GloVe Explorer · Explainer

Word Embeddings,
from scratch

How do you teach a computer what words mean? This page walks you through the full journey, from counting words in a table, all the way to 300-dimensional meaning spaces.

01

What is an Embedding?

An embedding is a way of representing something — a word, a sentence, a document, an image — as a list of numbers called a vector. On its own that sounds unremarkable. The magic is in how those numbers are chosen.

A good embedding places similar things close together in that numerical space. If you embed every English word and look up the neighbors of "ocean", you should find "sea", "river", "coast" — not "Tuesday" or "mortgage". Meaning becomes measurable distance.

City-map analogy. Every location on Earth has exactly two numbers: latitude and longitude. Places that are geographically close have numbers that are numerically close. Word embeddings do the same for meaning — but with 50 to 300 numbers instead of 2, and semantic proximity instead of physical distance.

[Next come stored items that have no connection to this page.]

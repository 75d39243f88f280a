use std::path::{Path, PathBuf};

use base64::Engine;
use tracing::{debug, error};

use crate::errors::RenderError;

/// Resolves `photo` against `assets_dir` unless it is already absolute.
pub fn resolve_asset_path(assets_dir: &Path, photo: &str) -> PathBuf {
    let path = Path::new(photo);
    if path.is_absolute() {
        path.to_path_buf()
    } else {
        assets_dir.join(path)
    }
}

/// Reads the profile photo and returns it as an inline `data:` URI.
/// The media type is always declared as PNG.
pub async fn load_photo_data_uri(assets_dir: &Path, photo: &str) -> Result<String, RenderError> {
    let path = resolve_asset_path(assets_dir, photo);

    let bytes = tokio::fs::read(&path).await.map_err(|e| {
        error!("Failed to read photo {}: {e}", path.display());
        RenderError::MissingAsset(photo.to_string())
    })?;

    debug!("Embedding {} ({} bytes)", path.display(), bytes.len());

    Ok(format!(
        "data:image/png;base64,{}",
        base64::engine::general_purpose::STANDARD.encode(&bytes)
    ))
}
use std::path::PathBuf;
use std::sync::Arc;

use crate::cv_client::CvSource;
use crate::view::templates::PageTemplates;

/// Shared application state injected into all route handlers via Axum extractors.
#[derive(Clone)]
pub struct AppState {
    /// Where the CV document comes from. Default: `HttpCvSource` against `CV_API_URL`.
    pub source: Arc<dyn CvSource>,
    pub assets_dir: PathBuf,
    pub templates: Arc<PageTemplates>,
}
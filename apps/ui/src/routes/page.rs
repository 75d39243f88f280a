use axum::{extract::State, response::Html};

use crate::errors::RenderError;
use crate::render::render_cv_page;
use crate::state::AppState;

/// GET /
/// Fetches the CV and renders the full page, or an error page if any step fails.
pub async fn handle_cv_page(State(state): State<AppState>) -> Result<Html<String>, RenderError> {
    let html = render_cv_page(state.source.as_ref(), &state.assets_dir, &state.templates).await?;
    Ok(Html(html))
}
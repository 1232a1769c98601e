//! Raw urgency signals pulled out of a channel's message list.

use chrono::{DateTime, Duration, Utc};
use serde::Serialize;

use crate::config::ScoringRules;
use crate::model::Message;

const BROADCAST_MENTIONS: [&str; 2] = ["@here", "@channel"];
const VELOCITY_WINDOW_MINUTES: i64 = 60;

/// Counts feeding the score aggregator. All counts are over unread messages
/// except `velocity` and `minutes_since_last`, which look at everything.
#[derive(Debug, Clone, Copy, Default, PartialEq, Eq, Serialize)]
pub struct ChannelSignals {
    pub mentions: u32,
    pub unread: u32,
    pub velocity: u32,
    pub important: u32,
    pub keywords: u32,
    /// `None` when no message carries a usable timestamp.
    pub minutes_since_last: Option<i64>,
}

pub fn extract(
    messages: &[Message],
    user_id: &str,
    rules: &ScoringRules,
    now: DateTime<Utc>,
) -> ChannelSignals {
    let mut signals = ChannelSignals::default();
    let direct_mention = format!("@{}", user_id.to_lowercase());
    let keywords: Vec<String> = rules
        .urgent_keywords
        .iter()
        .map(|k| k.trim().to_lowercase())
        .filter(|k| !k.is_empty())
        .collect();
    let window_start = now - Duration::minutes(VELOCITY_WINDOW_MINUTES);
    let mut newest: Option<DateTime<Utc>> = None;

    for msg in messages {
        if let Some(created_at) = msg.created_at {
            if created_at >= window_start {
                signals.velocity += 1;
            }
            newest = Some(newest.map_or(created_at, |n| n.max(created_at)));
        }

        if msg.is_read_by(user_id) {
            continue;
        }
        signals.unread += 1;

        let lowered = msg.content.to_lowercase();
        if mentions_user(msg, &lowered, user_id, &direct_mention) {
            signals.mentions += 1;
        }
        if is_privileged(msg, rules) {
            signals.important += 1;
        }
        if keywords.iter().any(|k| lowered.contains(k.as_str())) {
            signals.keywords += 1;
        }
    }

    // Clock skew can put messages slightly in the future; treat those as "now".
    signals.minutes_since_last = newest.map(|n| (now - n).num_minutes().max(0));
    signals
}

fn is_id_char(c: char) -> bool {
    c.is_alphanumeric() || c == '_' || c == '-'
}

/// `needle` occurs in `haystack` and is not just the prefix of a longer id.
fn contains_mention(haystack: &str, needle: &str) -> bool {
    haystack.match_indices(needle).any(|(at, _)| {
        haystack[at + needle.len()..]
            .chars()
            .next()
            .map_or(true, |c| !is_id_char(c))
    })
}

fn mentions_user(msg: &Message, lowered: &str, user_id: &str, direct_mention: &str) -> bool {
    if !user_id.is_empty()
        && (msg.mentions.contains(user_id) || contains_mention(lowered, direct_mention))
    {
        return true;
    }
    BROADCAST_MENTIONS.iter().any(|m| contains_mention(lowered, m))
}

fn is_privileged(msg: &Message, rules: &ScoringRules) -> bool {
    let Some(role) = msg.sender_role.as_deref() else {
        return false;
    };
    rules
        .privileged_roles
        .iter()
        .any(|r| r.eq_ignore_ascii_case(role.trim()))
}

#[cfg(test)]
mod tests {
    use super::*;

    fn now() -> DateTime<Utc> {
        DateTime::parse_from_rfc3339("2024-05-01T12:00:00Z")
            .unwrap()
            .with_timezone(&Utc)
    }

    fn msg(id: &str, content: &str) -> Message {
        Message::new(id, "general", "u2", content)
    }

    #[test]
    fn test_empty_channel_has_no_signals() {
        let signals = extract(&[], "u1", &ScoringRules::default(), now());
        assert_eq!(signals, ChannelSignals::default());
    }

    #[test]
    fn test_mention_variants() {
        let rules = ScoringRules::default();
        let messages = vec![
            msg("1", "hey @U1 can you look"),
            msg("2", "@here standup in 5"),
            msg("3", "ping @channel"),
            msg("4", "no mention").with_mention("u1"),
            msg("5", "@u1, please"),
            msg("6", "@u1 already seen").mark_read_by("u1"),
        ];
        let signals = extract(&messages, "u1", &rules, now());
        assert_eq!(signals.mentions, 5);
        assert_eq!(signals.unread, 5);
    }

    #[test]
    fn test_longer_ids_do_not_count_as_mentions() {
        let rules = ScoringRules::default();
        let messages = vec![
            msg("1", "talking about @u12"),
            msg("2", "cc @u1_bot and @u1-old"),
            msg("3", "the @channels page"),
            msg("4", "ask @u12 then @u1"),
        ];
        let signals = extract(&messages, "u1", &rules, now());
        assert_eq!(signals.mentions, 1);
    }

    #[test]
    fn test_hand_built_keywords_match_case_insensitively() {
        let rules = ScoringRules {
            urgent_keywords: vec!["URGENT".to_string(), "  Fire ".to_string(), String::new()],
            ..ScoringRules::default()
        };
        let messages = vec![
            msg("1", "this is urgent"),
            msg("2", "FIRE in the hole"),
            msg("3", "nothing to see"),
        ];
        let signals = extract(&messages, "u1", &rules, now());
        // The empty keyword must not match every message.
        assert_eq!(signals.keywords, 2);
    }

    #[test]
    fn test_read_messages_only_count_towards_velocity_and_recency() {
        let rules = ScoringRules::default();
        let messages = vec![msg("1", "URGENT @u1")
            .with_role("admin")
            .mark_read_by("u1")
            .at(now() - Duration::minutes(2))];
        let signals = extract(&messages, "u1", &rules, now());
        assert_eq!(signals.unread, 0);
        assert_eq!(signals.mentions, 0);
        assert_eq!(signals.important, 0);
        assert_eq!(signals.keywords, 0);
        assert_eq!(signals.velocity, 1);
        assert_eq!(signals.minutes_since_last, Some(2));
    }

    #[test]
    fn test_velocity_window_and_newest_message() {
        let rules = ScoringRules::default();
        let messages = vec![
            msg("1", "a").at(now() - Duration::minutes(90)),
            msg("2", "b").at(now() - Duration::minutes(59)),
            msg("3", "c").at(now() - Duration::minutes(10)),
            msg("4", "no timestamp"),
        ];
        let signals = extract(&messages, "u1", &rules, now());
        assert_eq!(signals.velocity, 2);
        assert_eq!(signals.minutes_since_last, Some(10));
    }

    #[test]
    fn test_future_timestamps_clamp_to_now() {
        let rules = ScoringRules::default();
        let messages = vec![msg("1", "a").at(now() + Duration::minutes(3))];
        let signals = extract(&messages, "u1", &rules, now());
        assert_eq!(signals.minutes_since_last, Some(0));
    }

    #[test]
    fn test_roles_and_keywords_are_case_insensitive() {
        let rules = ScoringRules::default();
        let messages = vec![
            msg("1", "Need this ASAP").with_role("Admin"),
            msg("2", "fyi").with_role("member"),
            msg("3", "Deadline moved").with_role(" OWNER "),
        ];
        let signals = extract(&messages, "u1", &rules, now());
        assert_eq!(signals.important, 2);
        assert_eq!(signals.keywords, 2);
    }

    #[test]
    fn test_empty_user_id_never_matches_direct_mentions() {
        let rules = ScoringRules::default();
        let messages = vec![msg("1", "email me @ noon")];
        let signals = extract(&messages, "", &rules, now());
        assert_eq!(signals.mentions, 0);
    }
}
//! Channel and message records as they arrive from the chat backend.
//!
//! The backend hands us loosely shaped JSON: arrays may be `null`, ids may be
//! numbers, timestamps may be missing or garbage, fields may carry the wrong
//! type. All of that is normalised here so the scoring code only ever sees
//! fully populated values. Only a document that is not JSON at all is an error.

use std::collections::{HashMap, HashSet};
use std::path::Path;

use chrono::{DateTime, NaiveDateTime, Utc};
use serde::de::DeserializeOwned;
use serde::{Deserialize, Deserializer, Serialize};
use serde_json::Value;

use crate::error::{InboxError, Result};

#[derive(Debug, Clone, Copy, Default, PartialEq, Eq, Serialize, Deserialize)]
#[serde(rename_all = "lowercase", from = "Option<String>")]
pub enum ChannelKind {
    #[default]
    Public,
    Private,
    Direct,
}

impl From<Option<String>> for ChannelKind {
    fn from(kind: Option<String>) -> Self {
        match kind.unwrap_or_default().to_lowercase().as_str() {
            "private" => ChannelKind::Private,
            "direct" | "dm" => ChannelKind::Direct,
            _ => ChannelKind::Public,
        }
    }
}

#[derive(Debug, Clone, PartialEq, Serialize, Deserialize)]
pub struct Channel {
    #[serde(default, deserialize_with = "lenient_id")]
    pub id: String,
    #[serde(default, rename = "type", deserialize_with = "lenient_kind")]
    pub kind: ChannelKind,
    #[serde(default, deserialize_with = "lenient_id")]
    pub name: String,
    #[serde(default, deserialize_with = "lenient_id_set")]
    pub members: HashSet<String>,
    #[serde(default, deserialize_with = "lenient_bool")]
    pub is_archived: bool,
}

impl Channel {
    pub fn new(id: impl Into<String>, name: impl Into<String>) -> Self {
        Self {
            id: id.into(),
            kind: ChannelKind::Public,
            name: name.into(),
            members: HashSet::new(),
            is_archived: false,
        }
    }

    pub fn with_kind(mut self, kind: ChannelKind) -> Self {
        self.kind = kind;
        self
    }

    pub fn archived(mut self) -> Self {
        self.is_archived = true;
        self
    }
}

#[derive(Debug, Clone, PartialEq, Serialize, Deserialize)]
pub struct Message {
    #[serde(default, deserialize_with = "lenient_id")]
    pub id: String,
    #[serde(default, deserialize_with = "lenient_id")]
    pub channel_id: String,
    #[serde(default, deserialize_with = "lenient_id")]
    pub content: String,
    #[serde(default, deserialize_with = "lenient_id")]
    pub sender_id: String,
    #[serde(default, deserialize_with = "lenient_optional_string")]
    pub sender_role: Option<String>,
    #[serde(default, deserialize_with = "lenient_id_set")]
    pub mentions: HashSet<String>,
    #[serde(default, deserialize_with = "lenient_id_set")]
    pub read_by: HashSet<String>,
    #[serde(default, deserialize_with = "lenient_timestamp")]
    pub created_at: Option<DateTime<Utc>>,
}

impl Message {
    pub fn new(
        id: impl Into<String>,
        channel_id: impl Into<String>,
        sender_id: impl Into<String>,
        content: impl Into<String>,
    ) -> Self {
        Self {
            id: id.into(),
            channel_id: channel_id.into(),
            content: content.into(),
            sender_id: sender_id.into(),
            sender_role: None,
            mentions: HashSet::new(),
            read_by: HashSet::new(),
            created_at: None,
        }
    }

    pub fn with_role(mut self, role: impl Into<String>) -> Self {
        self.sender_role = Some(role.into());
        self
    }

    pub fn with_mention(mut self, user_id: impl Into<String>) -> Self {
        self.mentions.insert(user_id.into());
        self
    }

    pub fn mark_read_by(mut self, user_id: impl Into<String>) -> Self {
        self.read_by.insert(user_id.into());
        self
    }

    pub fn at(mut self, created_at: DateTime<Utc>) -> Self {
        self.created_at = Some(created_at);
        self
    }

    pub fn is_read_by(&self, user_id: &str) -> bool {
        self.read_by.contains(user_id)
    }
}

/// Everything the scorer needs for one pass over a user's inbox.
#[derive(Debug, Clone, Default, Serialize, Deserialize)]
pub struct InboxSnapshot {
    #[serde(default, deserialize_with = "lenient_id")]
    pub user_id: String,
    #[serde(default, deserialize_with = "lenient_list")]
    pub channels: Vec<Channel>,
    #[serde(default, deserialize_with = "lenient_message_map")]
    pub messages: HashMap<String, Vec<Message>>,
    #[serde(default, deserialize_with = "lenient_id_set")]
    pub muted: HashSet<String>,
    #[serde(default, deserialize_with = "lenient_id_set")]
    pub starred: HashSet<String>,
}

impl InboxSnapshot {
    pub fn from_json(raw: &str) -> Result<Self> {
        Ok(serde_json::from_str(raw)?)
    }

    pub fn load(path: &Path) -> Result<Self> {
        let raw = std::fs::read_to_string(path).map_err(|source| InboxError::Io {
            path: path.to_path_buf(),
            source,
        })?;
        Self::from_json(&raw)
    }

    /// Messages for a channel, empty when the backend sent nothing for it.
    pub fn messages_for(&self, channel_id: &str) -> &[Message] {
        self.messages
            .get(channel_id)
            .map(Vec::as_slice)
            .unwrap_or(&[])
    }

    pub fn is_muted(&self, channel_id: &str) -> bool {
        self.muted.contains(channel_id)
    }

    pub fn is_starred(&self, channel_id: &str) -> bool {
        self.starred.contains(channel_id)
    }
}

fn id_from_value(value: &Value) -> Option<String> {
    match value {
        Value::String(s) => Some(s.clone()),
        Value::Number(n) => Some(n.to_string()),
        _ => None,
    }
}

fn lenient_id<'de, D>(deserializer: D) -> std::result::Result<String, D::Error>
where
    D: Deserializer<'de>,
{
    let value = Value::deserialize(deserializer)?;
    Ok(id_from_value(&value).unwrap_or_default())
}

/// Accepts `null`, a single id, or an array mixing ids with junk.
fn lenient_id_set<'de, D>(deserializer: D) -> std::result::Result<HashSet<String>, D::Error>
where
    D: Deserializer<'de>,
{
    let value = Value::deserialize(deserializer)?;
    Ok(match value {
        Value::Array(items) => items.iter().filter_map(id_from_value).collect(),
        other => id_from_value(&other).into_iter().collect(),
    })
}

fn lenient_optional_string<'de, D>(deserializer: D) -> std::result::Result<Option<String>, D::Error>
where
    D: Deserializer<'de>,
{
    let value = Value::deserialize(deserializer)?;
    Ok(id_from_value(&value))
}

fn lenient_bool<'de, D>(deserializer: D) -> std::result::Result<bool, D::Error>
where
    D: Deserializer<'de>,
{
    let value = Value::deserialize(deserializer)?;
    Ok(value.as_bool().unwrap_or(false))
}

fn lenient_kind<'de, D>(deserializer: D) -> std::result::Result<ChannelKind, D::Error>
where
    D: Deserializer<'de>,
{
    let value = Value::deserialize(deserializer)?;
    Ok(ChannelKind::from(value.as_str().map(str::to_string)))
}

/// Records that are not objects, or do not fit the record type, are dropped
/// one by one instead of failing the whole list.
fn records_from_value<T: DeserializeOwned>(value: Value) -> Vec<T> {
    let Value::Array(items) = value else {
        return Vec::new();
    };
    items
        .into_iter()
        .filter(Value::is_object)
        .filter_map(|item| serde_json::from_value(item).ok())
        .collect()
}

fn lenient_list<'de, D, T>(deserializer: D) -> std::result::Result<Vec<T>, D::Error>
where
    D: Deserializer<'de>,
    T: DeserializeOwned,
{
    let value = Value::deserialize(deserializer)?;
    Ok(records_from_value(value))
}

fn lenient_message_map<'de, D>(
    deserializer: D,
) -> std::result::Result<HashMap<String, Vec<Message>>, D::Error>
where
    D: Deserializer<'de>,
{
    let value = Value::deserialize(deserializer)?;
    let Value::Object(entries) = value else {
        return Ok(HashMap::new());
    };
    Ok(entries
        .into_iter()
        .map(|(channel_id, messages)| (channel_id, records_from_value(messages)))
        .collect())
}

fn lenient_timestamp<'de, D>(
    deserializer: D,
) -> std::result::Result<Option<DateTime<Utc>>, D::Error>
where
    D: Deserializer<'de>,
{
    let value = Value::deserialize(deserializer)?;
    let Value::String(raw) = value else {
        return Ok(None);
    };
    Ok(parse_timestamp(&raw))
}

pub fn parse_timestamp(raw: &str) -> Option<DateTime<Utc>> {
    if let Ok(ts) = DateTime::parse_from_rfc3339(raw) {
        return Some(ts.with_timezone(&Utc));
    }
    // Postgres text form, e.g. "2024-05-01 12:30:00"
    let naive = NaiveDateTime::parse_from_str(raw, "%Y-%m-%d %H:%M:%S%.f").ok()?;
    Some(DateTime::<Utc>::from_naive_utc_and_offset(naive, Utc))
}
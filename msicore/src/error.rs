use thiserror::Error;

/// Error taxonomy shared by image handling, registration orchestration and stack assembly.
#[derive(Error, Debug)]
pub enum MsiError {
    /// A required input (image, executable argument, slice) is absent.
    #[error("invalid input: {0}")]
    InvalidInput(String),

    /// Only 2D, 3D with unit depth and full 3D images are supported.
    #[error("unsupported image dimensionality: shape {shape:?} (3D+t images are not supported)")]
    DimensionalityUnsupported { shape: Vec<usize> },

    /// Image and mask (or two images expected to share a grid) disagree in size, spacing or origin.
    #[error("geometry mismatch: {0}")]
    GeometryMismatch(String),

    #[error("executable not found: {0}")]
    ExecutableNotFound(String),

    /// In-plane element counts of a source layer and a destination volume differ.
    #[error("dimension mismatch: expected {expected} in-plane elements, got {actual}")]
    DimensionMismatch { expected: usize, actual: usize },

    #[error("index {index} out of range (length {len})")]
    IndexOutOfRange { index: usize, len: usize },

    /// A slice image does not expose the spectral-image capability.
    #[error("type mismatch: {0}")]
    TypeMismatch(String),

    #[error("no transformation available, run the registration first")]
    MissingTransform,

    #[error("stack slot {0} is already occupied")]
    SlotOccupied(usize),

    #[error("stack slot {0} is empty")]
    EmptySlot(usize),

    /// Malformed parameter or transform-parameter text.
    #[error("parameter error: {0}")]
    Parameter(String),

    /// Malformed image or point-set file.
    #[error("format error: {0}")]
    Format(String),

    /// An external engine run did not finish successfully.
    #[error("{tool} failed: {outcome}")]
    Subprocess { tool: String, outcome: String },

    #[error("thread pool error: {0}")]
    ThreadPool(String),

    #[error("configuration error: {0}")]
    Config(String),

    #[error(transparent)]
    Io(#[from] std::io::Error),
}

pub type Result<T> = std::result::Result<T, MsiError>;

impl MsiError {
    pub fn parameter(msg: impl Into<String>) -> Self {
        MsiError::Parameter(msg.into())
    }

    pub fn format(msg: impl Into<String>) -> Self {
        MsiError::Format(msg.into())
    }
}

This page focuses on word embeddings (one vector per word), but the idea generalises: document embeddings, sentence embeddings and image embeddings follow the same principle.

02

The Simple Approach: Bag of Words

The most natural first attempt: count how often each word appears in each document and arrange those counts into a matrix — such that rows represent documents and columns represent words. This is called a Document-Feature Matrix (DFM).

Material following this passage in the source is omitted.